Picture this: The battle of good versus evil set against the backdrop of early 19th century America, where the coming together of two young lovers is threatened by the mistaken belief of an inheritable disease that would afflict their future children. Charlatans who promise quack cures in place of scientific medicine are pitted against the U.S. postal authorities, who crack down on such fraudulent and dangerous claims.
Sounds like a period science fiction thriller, right? In 1921, the American Society for the Control of Cancer (the ASCC, later renamed the American Cancer Society) produced and the Rockefeller Foundation funded the melodrama “The Reward of Courage.”
The film calls for the establishment of clinics in industrial workplaces to promote worker health and higher productivity, and provides what is likely the first representation in film of a breast examination for cancer.
The Library of Congress acquired the original nitrate print of “The Reward of Courage” in 1998 from the National Film and Sound Archive in Australia (NFSA) as part of an ongoing partnership to repatriate American titles in the NFSA collections.

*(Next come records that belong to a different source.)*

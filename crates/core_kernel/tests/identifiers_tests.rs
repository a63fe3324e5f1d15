//! Tests for settlement and line item identifiers

use core_kernel::{LineItemId, SettlementId};

mod settlement_id_tests {
    use super::*;

    #[test]
    fn test_new_generates_unique_ids() {
        assert_ne!(SettlementId::new(), SettlementId::new());
    }

    #[test]
    fn test_new_v7_is_time_ordered() {
        let first = SettlementId::new_v7();
        std::thread::sleep(std::time::Duration::from_millis(2));
        let second = SettlementId::new_v7();
        assert!(first.as_uuid() < second.as_uuid());
    }

    #[test]
    fn test_display_round_trips_through_from_str() {
        let id = SettlementId::new();
        let shown = id.to_string();
        assert!(shown.starts_with("STL-"));
        assert_eq!(shown.parse::<SettlementId>().unwrap(), id);
    }

    #[test]
    fn test_from_str_accepts_bare_uuid() {
        let id = SettlementId::new();
        let parsed: SettlementId = id.as_uuid().to_string().parse().unwrap();
        assert_eq!(parsed, id);
    }

    #[test]
    fn test_from_str_rejects_garbage() {
        assert!("STL-not-a-uuid".parse::<SettlementId>().is_err());
    }

    #[test]
    fn test_serializes_as_bare_uuid() {
        let id = SettlementId::new();
        let json = serde_json::to_string(&id).unwrap();
        assert_eq!(json, format!("\"{}\"", id.as_uuid()));
    }
}

mod line_item_id_tests {
    use super::*;

    #[test]
    fn test_display_prefix() {
        assert!(LineItemId::new().to_string().starts_with("LI-"));
    }

    #[test]
    fn test_other_prefix_is_rejected() {
        let settlement = SettlementId::new().to_string();
        assert!(settlement.parse::<LineItemId>().is_err());
    }
}
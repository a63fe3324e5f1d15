//! Test Utilities Crate
//!
//! Provides shared test infrastructure, fixtures, and helpers for the
//! settlement apportionment test suite.
//!
//! # Modules
//!
//! - `fixtures`: Worked settlement scenarios and matching JSON bodies
//! - `builders`: Builder patterns for settlement drafts
//! - `assertions`: Custom assertion helpers for money and breakdowns
//! - `generators`: Property-based test data generators

pub mod fixtures;
pub mod builders;
pub mod assertions;
pub mod generators;

pub use fixtures::*;
pub use builders::*;
pub use assertions::*;
pub use generators::*;
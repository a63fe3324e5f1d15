//! Custom Test Assertions
//!
//! Provides specialized assertion helpers for settlement types that give
//! more meaningful error messages than standard assertions.

use core_kernel::Money;
use domain_settlement::SettlementBreakdown;
use rust_decimal::Decimal;

/// Asserts that two Money values are approximately equal within a tolerance
///
/// # Panics
///
/// Panics if the currencies don't match or the amounts differ by more than tolerance
pub fn assert_money_approx_eq(actual: &Money, expected: &Money, tolerance: Decimal) {
    assert_eq!(
        actual.currency(),
        expected.currency(),
        "Currency mismatch: actual={}, expected={}",
        actual.currency(),
        expected.currency()
    );

    let diff = (actual.amount() - expected.amount()).abs();
    assert!(
        diff <= tolerance,
        "Money amounts differ by more than tolerance: actual={}, expected={}, diff={}, tolerance={}",
        actual.amount(),
        expected.amount(),
        diff,
        tolerance
    );
}

/// Asserts that a Money value has exactly the given amount
pub fn assert_money_eq(actual: &Money, expected: Decimal) {
    assert_eq!(
        actual.amount(),
        expected,
        "Expected {} {}, got {}",
        actual.currency().symbol(),
        expected,
        actual
    );
}

/// Asserts that money values sum to a total
///
/// # Panics
///
/// Panics if the sum doesn't equal the total
pub fn assert_money_sum_equals(parts: &[Money], total: &Money) {
    let sum = parts
        .iter()
        .fold(Money::zero(total.currency()), |acc, m| acc + *m);
    assert_eq!(
        sum.amount(),
        total.amount(),
        "Sum of parts ({}) does not equal total ({})",
        sum,
        total
    );
}

/// Asserts every structural invariant of a breakdown
///
/// - each item's final amount is its amount minus its reduction
/// - each category total is the sum of its items
/// - net proceeds reconcile with the headline figures
pub fn assert_breakdown_consistent(breakdown: &SettlementBreakdown) {
    for category in breakdown.categories() {
        for item in &category.items {
            assert_eq!(
                item.final_amount,
                item.amount - item.reduction,
                "{:?} item {} final amount does not equal amount minus reduction",
                category.category,
                item.creditor
            );
        }

        let reductions: Vec<Money> = category.items.iter().map(|i| i.reduction).collect();
        let finals: Vec<Money> = category.items.iter().map(|i| i.final_amount).collect();
        assert_money_sum_equals(&reductions, &category.total_reduction);
        assert_money_sum_equals(&finals, &category.total_final);
    }

    let expected_net = breakdown.gross_settlement + breakdown.medical_payment
        - breakdown.case_expenses
        - breakdown.attorney_fee_amount
        - breakdown.total_to_creditors();
    assert_eq!(
        breakdown.net_proceeds, expected_net,
        "Net proceeds do not reconcile with the breakdown"
    );
    assert_eq!(breakdown.is_feasible(), !breakdown.net_proceeds.is_negative());
}
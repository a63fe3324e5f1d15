//! Settlement breakdown produced by the engine

use serde::Serialize;

use core_kernel::{Currency, LineItemId, Money, SettlementId};
use crate::settlement::{CreditorCategory, LienType, LineItem, ReductionMethod};

/// Reduction outcome for one line item
#[derive(Debug, Clone, PartialEq, Eq, Serialize)]
pub struct ReductionResult {
    pub item_id: LineItemId,
    pub creditor: String,
    pub method: ReductionMethod,
    pub include_in_prorata_pool: bool,
    /// Set for liens only
    pub lien_type: Option<LienType>,
    pub amount: Money,
    pub reduction: Money,
    /// Always `amount - reduction`
    pub final_amount: Money,
}

impl ReductionResult {
    pub fn new(item: &LineItem, reduction: Money) -> Self {
        Self {
            item_id: item.id,
            creditor: item.creditor.clone(),
            method: item.reduction_method,
            include_in_prorata_pool: item.include_in_prorata_pool,
            lien_type: None,
            amount: item.amount,
            reduction,
            final_amount: item.amount - reduction,
        }
    }

    pub fn with_lien_type(mut self, lien_type: LienType) -> Self {
        self.lien_type = Some(lien_type);
        self
    }
}

/// Per-category totals and items, in input order
#[derive(Debug, Clone, PartialEq, Eq, Serialize)]
pub struct CategoryBreakdown {
    pub category: CreditorCategory,
    /// Sum of reductions
    pub total_reduction: Money,
    /// Sum of final amounts still owed
    pub total_final: Money,
    pub items: Vec<ReductionResult>,
}

impl CategoryBreakdown {
    pub fn from_results(
        category: CreditorCategory,
        currency: Currency,
        items: Vec<ReductionResult>,
    ) -> Self {
        let (total_reduction, total_final) = items.iter().fold(
            (Money::zero(currency), Money::zero(currency)),
            |(reduction, fin), r| (reduction + r.reduction, fin + r.final_amount),
        );

        Self {
            category,
            total_reduction,
            total_final,
            items,
        }
    }

    pub fn is_empty(&self) -> bool {
        self.items.is_empty()
    }
}

/// Fully itemized result of a settlement calculation
#[derive(Debug, Clone, PartialEq, Eq, Serialize)]
pub struct SettlementBreakdown {
    pub settlement_id: SettlementId,
    pub currency: Currency,
    pub gross_settlement: Money,
    pub case_expenses: Money,
    pub attorney_fee_amount: Money,
    pub medical_payment: Money,
    /// Pro-rata denominator
    pub total_damages: Money,
    /// Pro-rata pool (one third of gross)
    pub reduction_pool: Money,
    /// May be negative; see [`SettlementBreakdown::is_feasible`]
    pub net_proceeds: Money,
    pub medical: CategoryBreakdown,
    pub loans: CategoryBreakdown,
    pub liens: CategoryBreakdown,
}

impl SettlementBreakdown {
    /// False when the client would owe money after everything is paid
    pub fn is_feasible(&self) -> bool {
        !self.net_proceeds.is_negative()
    }

    pub fn category(&self, category: CreditorCategory) -> &CategoryBreakdown {
        match category {
            CreditorCategory::Medical => &self.medical,
            CreditorCategory::Loans => &self.loans,
            CreditorCategory::Liens => &self.liens,
        }
    }

    /// All three categories in breakdown order
    pub fn categories(&self) -> [&CategoryBreakdown; 3] {
        [&self.medical, &self.loans, &self.liens]
    }

    /// Sum of reductions across all categories
    pub fn total_reduction(&self) -> Money {
        self.categories()
            .iter()
            .fold(Money::zero(self.currency), |acc, c| acc + c.total_reduction)
    }

    /// Amount paid out to creditors after reductions
    pub fn total_to_creditors(&self) -> Money {
        self.categories()
            .iter()
            .fold(Money::zero(self.currency), |acc, c| acc + c.total_final)
    }
}
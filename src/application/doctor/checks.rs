//! Per-unit checks

use std::collections::BTreeSet;
use std::path::Path;
use std::sync::LazyLock;

use regex::Regex;

use crate::domain::ports::FileSystem;

use super::report::DoctorSink;

/// `See examples/foo.md` style cross references, resolved against the unit
static SEE_REFERENCE: LazyLock<Regex> =
    LazyLock::new(|| Regex::new(r"See\s+([a-zA-Z_]+/[^\s\)]+)").expect("static pattern"));

/// `@unit-name` mentions. The second group captures a trailing character
/// that disqualifies the match (e-mail addresses, `@scope.pkg`).
static UNIT_MENTION: LazyLock<Regex> = LazyLock::new(|| {
    Regex::new(r"(?:^|[^a-zA-Z0-9])@([a-z][a-z0-9-]+)((?:\.[a-zA-Z0-9]|[a-zA-Z0-9@])?)").expect("static pattern")
});

static USER_PATH: LazyLock<Regex> =
    LazyLock::new(|| Regex::new(r"(/Users/|/home/|C:\\)").expect("static pattern"));

pub(super) fn check_unit<F: FileSystem + ?Sized>(
    fs: &F,
    name: &str,
    path: &Path,
    marker_file: &str,
    known_units: &BTreeSet<String>,
    sink: &mut impl DoctorSink,
) {
    let text = match fs.read_to_string(&path.join(marker_file)) {
        Ok(text) => text,
        Err(_) => {
            sink.add_error(name, format!("cannot read {marker_file}"));
            return;
        }
    };

    for caps in SEE_REFERENCE.captures_iter(&text) {
        let reference = &caps[1];
        if !fs.exists(&path.join(reference)) {
            sink.add_error(name, format!("broken link '{reference}'"));
        }
    }

    for caps in UNIT_MENTION.captures_iter(&text) {
        let mentioned = &caps[1];
        if !caps[2].is_empty() {
            continue;
        }
        if !known_units.contains(mentioned) {
            sink.add_warning(name, None, format!("unknown skill @{mentioned}"));
        }
    }

    for (idx, line) in text.lines().enumerate() {
        if USER_PATH.is_match(line) {
            sink.add_warning(name, Some(idx + 1), "hardcoded path detected");
        }
    }
}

Today, the National Library of Medicine (NLM) announced the digital release of both the original version of “The Reward of Courage” and the newly scored version, on the NLM’s Medical Movies on the Web, a curated portal featuring selected motion pictures from the NLM’s world-renowned collection of over 30,000 audiovisual titles.
You can watch both the original silent version and the newly scored version of the film on NLM’s YouTube channel.
Working with the Library of Congress Moving Image reference staff, NLM discovered the unpreserved and unstable nitrate print in the Library’s collections while doing research on medical films and, in 2006, received a grant to preserve the film. Library of Congress staff at its Motion Picture Conservation Center in Dayton, Ohio pulled the 1,750-foot 35mm reel to make a thorough examination of each frame for repair and cleaning. The film was then sent to Colorlab in Rockville, Md., for the rest of the preservation work, as the original nitrate print was tinted and the Library does not preserve color film, explained Mike Mashon, head of the Library’s Moving Image Section. In exchange for loaning its material, the Library received both a new 35mm safety preservation negative and a tinted safety access print.
“`It’s a fascinating early example in the use of motion pictures to educate moviegoers about public health issues, in this case using a framing narrative of a young couple who fear that their children will inherit a familial predisposition to cancer,” said Mashon. “The Library has thousands of these types of educational films in its collections, films that provide invaluable and vivid examples of the ways in which films have from the very beginning of cinema been used to teach, persuade, cajole, sell and indoctrinate the American public.”
Because of neglect and deterioration over time, more than 80 percent of U.S. movies from the silent era no longer exist in the United States. The Library maintains the largest collection of American films on nitrate film stock in the world, and continues to work with foreign archives to return domestically made films to the United States.
Comments (2)
I’m very glad to read about the restoration of this film! There was a strong wave of confidence in health care reform during this era. I celebrate this at my office with my grandmother’s saved documents from the early 1920’s when both of her children were born. A Certificate of Motherhood was granted to her from a New York college and it offered her free access to advice on raising her children, so long as she was able to produce it during a visit. She also had a very detailed pamphlet about venereal disease and its prevention and treatment, and she saved notebooks from high school in which she even drew detailed pictures of the human anatomy while studying the treatment of various illnesses and how the vital organs worked in the body. These documents indicate a sophisticated awareness of social health issues of the day and in some ways rival in quality the services and education adolescents and young mothers receive today. It’s so rewarding to see that the Library of Congress is restoring this delicate film and others of that era. Thank you.
I have learned a lot more things about cancer that I didn’t know back then. I didn’t know that this was the first film examination for breast cancer. The film was hard to get into because it was silent but I still enjoyed it.